Majestueuse comme un paon et hypnotique comme Salomé, Loïe Fuller (1862-1928), surnommée la femme papillon, créa la Danse Serpentine pour les Folies Bergères en 1892. L’un des premiers films de l’histoire du cinéma : Serpentine Dance (de William K.L. Dickson) fut inspiré par cette danse particulière des sept voiles et interprété par Annabelle Moore (employée des studios Edison). Il sera présenté en 1895 à l’Exposition Universelle de Chicago. La représentation suscita de vives réactions parmi le public puritain de l’époque. En effet, la danse, d’une grande sensualité, laisse émerger le corps de la danseuse au gré des ondulations de la robe-enveloppe démesurée. L’érotisme voilé est déjà palpable. Mais le plus grand choc viendra un an plus tard en 1896 avec The May Irwin - John Rice Kiss produit par Edison Vitascope et dirigé par William Heise. Beatrice et Billy Bilke, acteurs principaux de la comédie musicale The Widow Jones, s’embrassent langoureusement en gros plan pendant 47 secondes. "Le spectacle bestial de 2 lèvres qui se mélangent est déjà dégoûtant grandeur nature, mais agrandi dans des proportions gargantuesques, c’est carrément écoeurant !" s’exclama un journaliste à la vue du premier spot promotionnel de l’histoire du cinéma.
Contourner la censure
Dans les années 20, la réputation et la moralité d’Hollywood sont entachées par une série de scandales (débauche, viols, décès, overdose, bisexualité…). En réponse se crée la Motion Picture Association qui met en place un code de moralité, le code Hays (appliqué de 1934 à 1966). En ce qui concerne le Sexe et ses représentations, les règles à respecter sont les suivantes : L’adultère ne doit pas être présenté explicitement ou d’une manière attrayante. Baisers excessifs ou lascifs, caresses sensuelles, positions et gestes suggestifs ne doivent pas être montrés. Séduction et viol : la suggestion est permise (rien de plus). Toute référence à la perversion sexuelle est formellement interdite. L’esclavage de personnes de race blanche ne doit pas être présenté. La présentation de rapports sexuels entre les personnes de race blanche et celles de race noire est interdite. L’hygiène sexuelle et les maladies vénériennes ne sont pas des sujets appropriés au cinéma. La naissance d’un enfant ne doit jamais être présentée. Les organes sexuels ne doivent jamais être visibles à l’écran. En 1915, Cecil B. DeMille contourne la censure avec son film Forfaiture, mettant délibérément en scène une tentative de viol mémorable (vêtements et cheveux violemment arrachés, faciès tourmentés). Une jeune femme délaissée par son époux boursicoteur se laisse acheter par un Birman mais refuse de passer à l’acte, il la marque alors au fer rouge à l’épaule. Les scènes d’orgies sont également légion, par exemple dans la partie babylonienne du film de D.W.Griffith, Intolérances (1917) et dans la Symphonie nuptiale (1925) d’Erich von Stroheim qui firent scandale à l’instar des plans fétichistes de Buñuel dans Un Chien andalou en 1928 et d’Erotikon tourné en Tchécoslovaquie par Gustav Machaty en 1929. Machaty réitérera d’ailleurs en 1933 avec Extase et sa fameuse scène de nu féminin intégral dans laquelle Heddy Lamarr simule l’extase sexuelle. L’instauration de cette censure permet finalement aux réalisateurs de se surpasser en créant un climat filmique d’autant plus propice à la sensualité qu’il en brave les interdits.
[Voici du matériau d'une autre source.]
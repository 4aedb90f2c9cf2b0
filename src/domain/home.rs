use std::sync::Arc;

use crate::api::{Category, TravelItem};
use crate::core::resource::Resource;
use crate::data::TravelRepository;
use crate::domain::wrap;

/// Listings shown on the home screen: everything, plus the three
/// transport-related categories.
pub struct HomeUseCase {
    repository: Arc<dyn TravelRepository>,
}

impl HomeUseCase {
    pub fn new(repository: Arc<dyn TravelRepository>) -> Self {
        Self { repository }
    }

    pub async fn get_all_list(&self) -> Resource<Vec<TravelItem>> {
        wrap("get_all_list", self.repository.get_all_list()).await
    }

    pub async fn get_category_list(&self, category: Category) -> Resource<Vec<TravelItem>> {
        wrap(
            &format!("get_{}_list", category),
            self.repository.get_list_by_category(category),
        )
        .await
    }

    pub async fn get_flight_list(&self) -> Resource<Vec<TravelItem>> {
        self.get_category_list(Category::Flight).await
    }

    pub async fn get_hotel_list(&self) -> Resource<Vec<TravelItem>> {
        self.get_category_list(Category::Hotel).await
    }

    pub async fn get_transportation_list(&self) -> Resource<Vec<TravelItem>> {
        self.get_category_list(Category::Transportation).await
    }
}

#[cfg(test)]
mod tests {
    use super::*;
    use crate::test_support::{FakeTravelRepository, Reply, item};

    fn use_case(repo: FakeTravelRepository) -> (HomeUseCase, Arc<FakeTravelRepository>) {
        let repo = Arc::new(repo);
        (HomeUseCase::new(repo.clone()), repo)
    }

    #[tokio::test]
    async fn test_all_list_success() {
        let (uc, _) = use_case(FakeTravelRepository::returning(vec![item("1", false)]));
        assert_eq!(uc.get_all_list().await, Resource::success(vec![item("1", false)]));
    }

    #[tokio::test]
    async fn test_all_list_null_body() {
        let (uc, _) = use_case(FakeTravelRepository::with_lists(vec![Reply::NoBody]));
        let r = uc.get_all_list().await;
        assert!(r.is_error());
        assert_eq!(r.message(), Some("No Data"));
    }

    #[tokio::test]
    async fn test_all_list_http_error() {
        let (uc, _) = use_case(FakeTravelRepository::with_lists(vec![Reply::Status(503)]));
        assert_eq!(uc.get_all_list().await, Resource::error("Error", None));
    }

    #[tokio::test]
    async fn test_all_list_fault() {
        let (uc, _) = use_case(FakeTravelRepository::with_lists(vec![Reply::Fault]));
        assert_eq!(uc.get_all_list().await, Resource::error("No Data", None));
    }

    #[tokio::test]
    async fn test_repeat_fetch_is_structurally_equal() {
        let (uc, _) = use_case(FakeTravelRepository::returning(vec![item("1", true)]));
        assert_eq!(uc.get_all_list().await, uc.get_all_list().await);
    }

    #[tokio::test]
    async fn test_category_lists_ask_for_their_category() {
        let (uc, repo) = use_case(FakeTravelRepository::returning(vec![]));
        uc.get_flight_list().await;
        uc.get_hotel_list().await;
        uc.get_transportation_list().await;
        assert_eq!(repo.list_requests(), vec!["flight", "hotel", "transportation"]);
    }
}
Premiers scandales et figures iconiques
L’histoire de l’art et l’histoire de l’expression sont pleines de ruses par rapport à la censure. Notamment dans les dictatures. Il suffit d’étudier comment Buñuel s’est exprimé, comment Fellini s’est exprimé sous le fascisme, comment les auteurs soviétiques se sont exprimés sous le stalinisme, et cetera, et on voit bien que malgré toutes les censures on peut toujours s’exprimer. (1)
En Europe, il n’y a pas de censure mais les tabous sont brisés. L’Age d’or de Buñuel (1930) marque la naissance de la folie amoureuse surréaliste avec sa fellation d’orteil de statue. Un couple s’y affranchit des interdits sexuels et religieux, le film se clôt sur une transposition des Cent vingt journées de Sodome de Sade. Le 10 décembre 1930, le film est interdit. Interdiction qui ne sera finalement levée qu’en 1981 (par le gouvernement de Pierre Mauroy sous la présidence de François Mitterrand). La France permet néanmoins au cinéma de s’épanouir favorablement, en témoignent les scènes orgiaques de Lucrèce Borgia d’Abel Gance. Aux États-Unis naissent des icônes telles Mae West ou Jean Harlow, figures de la femme libre de son corps et croqueuse d’hommes. Si des cinéastes comme Charles Vidor avec Gilda (et une lascive Rita Hayworth érigée en bombe sexuelle), ou encore Joseph L. Mankiewicz avec Eve (1950), abordant l’homosexualité féminine, se jouent de la censure, d’autres la bravent ouvertement comme Otto Preminger (Autopsie d’un meurtre et le fétichisme des sous-vêtements en 1959) ou Billy Wilder (Certains l’aiment chaud et le travestissement en 1959). L’originalité de ces derniers tenant dans leurs dialogues qui se présentent comme une provocation au Code Hays. Mankiewicz réputé pour son progressisme et son goût immodéré pour les dissections de la société américaine est également durement confronté au maccarthysme, même s’il peut continuer sa carrière sur le sol américain, contrairement à d’autres artistes contraints de s’exiler ou de dénoncer leurs proches.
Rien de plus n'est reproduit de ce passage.